- _Exercise_:
Say how many of the lines below contain the word "Carol"; nothing else belongs in the answer.

- _Study material_:
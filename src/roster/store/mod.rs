//! # Storage Layer
//!
//! The [`DataStore`] trait is the boundary between the in-memory [`Roster`] and
//! wherever it is kept between invocations.
//!
//! ## Implementations
//!
//! - [`fs::FileStore`]: production storage, a single JSON file (default `data.json`)
//! - [`memory::InMemoryStore`]: no persistence, for tests
//!
//! ## Storage Format
//!
//! ```text
//! [
//!   {
//!     "name": "Alice",
//!     "age": 30,
//!     "email": "a@x.com"
//!   }
//! ]
//! ```
//!
//! The whole set is read and written at once. There is no locking and no atomic
//! replace: two processes working on the same file can lose each other's writes, and a
//! crash mid-write can leave a truncated file.

use crate::error::Result;
use crate::model::Roster;

pub mod fs;
pub mod memory;

pub trait DataStore {
    /// Read the full record set. A store with nothing saved yet yields an empty roster.
    fn load(&self) -> Result<Roster>;

    /// Replace the stored record set with `roster`.
    fn save(&mut self, roster: &Roster) -> Result<()>;
}
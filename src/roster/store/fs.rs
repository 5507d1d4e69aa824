use super::DataStore;
use crate::error::{RosterError, Result};
use crate::model::Roster;
use std::fs;
use std::path::{Path, PathBuf};
use tracing::debug;

pub struct FileStore {
    path: PathBuf,
}

impl FileStore {
    pub fn new(path: impl Into<PathBuf>) -> Self {
        Self { path: path.into() }
    }

    pub fn path(&self) -> &Path {
        &self.path
    }

    fn ensure_parent_dir(&self) -> Result<()> {
        if let Some(parent) = self.path.parent() {
            if !parent.as_os_str().is_empty() && !parent.exists() {
                fs::create_dir_all(parent).map_err(RosterError::Io)?;
            }
        }
        Ok(())
    }
}

impl DataStore for FileStore {
    fn load(&self) -> Result<Roster> {
        if !self.path.exists() {
            debug!(path = %self.path.display(), "data file missing, starting empty");
            return Ok(Roster::new());
        }
        let content = fs::read_to_string(&self.path).map_err(RosterError::Io)?;
        let roster: Roster = serde_json::from_str(&content).map_err(RosterError::Serialization)?;
        debug!(path = %self.path.display(), users = roster.len(), "loaded users");
        Ok(roster)
    }

    fn save(&mut self, roster: &Roster) -> Result<()> {
        self.ensure_parent_dir()?;
        let content = serde_json::to_string_pretty(roster).map_err(RosterError::Serialization)?;
        fs::write(&self.path, content).map_err(RosterError::Io)?;
        debug!(path = %self.path.display(), users = roster.len(), "saved users");
        Ok(())
    }
}

#[cfg(test)]
mod tests {
    use super::*;
    use crate::model::User;
    use tempfile::TempDir;

    fn store_in(dir: &TempDir) -> FileStore {
        FileStore::new(dir.path().join("data.json"))
    }

    #[test]
    fn missing_file_loads_empty() {
        let dir = TempDir::new().unwrap();
        let store = store_in(&dir);
        let roster = store.load().unwrap();
        assert!(roster.is_empty());
        assert!(!store.path().exists());
    }

    #[test]
    fn save_then_load_keeps_fields_and_order() {
        let dir = TempDir::new().unwrap();
        let mut store = store_in(&dir);
        let roster = Roster::from(vec![
            User::new("Zed", 50, "z@x.com"),
            User::new("Alice", 30, "a@x.com"),
            User::new("Émile", -3, ""),
        ]);

        store.save(&roster).unwrap();
        let loaded = store.load().unwrap();

        assert_eq!(loaded, roster);
    }

    #[test]
    fn save_overwrites_previous_contents() {
        let dir = TempDir::new().unwrap();
        let mut store = store_in(&dir);
        store
            .save(&Roster::from(vec![
                User::new("Alice", 30, "a@x.com"),
                User::new("Bob", 25, "b@x.com"),
            ]))
            .unwrap();
        store
            .save(&Roster::from(vec![User::new("Carol", 41, "c@x.com")]))
            .unwrap();

        let loaded = store.load().unwrap();
        assert_eq!(loaded.len(), 1);
        assert_eq!(loaded.users()[0].name, "Carol");
    }

    #[test]
    fn writes_indented_array() {
        let dir = TempDir::new().unwrap();
        let mut store = store_in(&dir);
        store
            .save(&Roster::from(vec![User::new("Alice", 30, "a@x.com")]))
            .unwrap();

        let raw = fs::read_to_string(store.path()).unwrap();
        let expected = "[\n  {\n    \"name\": \"Alice\",\n    \"age\": 30,\n    \"email\": \"a@x.com\"\n  }\n]";
        assert_eq!(raw, expected);
    }

    #[test]
    fn empty_roster_writes_empty_array() {
        let dir = TempDir::new().unwrap();
        let mut store = store_in(&dir);
        store.save(&Roster::new()).unwrap();
        assert_eq!(fs::read_to_string(store.path()).unwrap(), "[]");
        assert!(store.load().unwrap().is_empty());
    }

    #[test]
    fn malformed_file_is_a_serialization_error() {
        let dir = TempDir::new().unwrap();
        let store = store_in(&dir);
        fs::write(store.path(), "{ not json").unwrap();

        let err = store.load().unwrap_err();
        assert!(matches!(err, RosterError::Serialization(_)));
    }

    #[test]
    fn empty_file_is_a_serialization_error() {
        let dir = TempDir::new().unwrap();
        let store = store_in(&dir);
        fs::write(store.path(), "").unwrap();

        assert!(matches!(
            store.load().unwrap_err(),
            RosterError::Serialization(_)
        ));
    }

    #[test]
    fn non_integer_age_in_file_is_rejected() {
        let dir = TempDir::new().unwrap();
        let store = store_in(&dir);
        fs::write(
            store.path(),
            r#"[{"name":"Alice","age":"thirty","email":"a@x.com"}]"#,
        )
        .unwrap();

        assert!(matches!(
            store.load().unwrap_err(),
            RosterError::Serialization(_)
        ));
    }

    #[test]
    fn save_creates_missing_parent_dirs() {
        let dir = TempDir::new().unwrap();
        let mut store = FileStore::new(dir.path().join("nested").join("users.json"));
        store
            .save(&Roster::from(vec![User::new("Alice", 30, "a@x.com")]))
            .unwrap();
        assert_eq!(store.load().unwrap().len(), 1);
    }

    #[test]
    fn directory_path_is_an_io_error() {
        let dir = TempDir::new().unwrap();
        let store = FileStore::new(dir.path());
        assert!(matches!(store.load().unwrap_err(), RosterError::Io(_)));
    }
}
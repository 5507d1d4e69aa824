use crate::commands::{CmdMessage, CmdResult};
use crate::error::Result;
use crate::model::Roster;
use tracing::debug;

use super::helpers::parse_age;

/// Set the age of the first user whose name matches case-insensitively.
///
/// The age text is only coerced once a match is found; an unknown name is reported
/// without looking at it.
pub fn run(roster: &mut Roster, name: &str, new_age: &str) -> Result<CmdResult> {
    let mut result = CmdResult::default();

    let Some(user) = roster.find_mut(name) else {
        debug!(name, "update found no matching user");
        result.add_message(CmdMessage::warning(format!(
            "User '{}' not found in the data.",
            name
        )));
        return Ok(result);
    };

    user.age = parse_age(new_age)?;
    let updated = user.clone();

    result.add_message(CmdMessage::success(format!(
        "Updated {}'s age to {}",
        name, new_age
    )));
    Ok(result.with_affected_users(vec![updated]))
}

- _Response to this task_:
2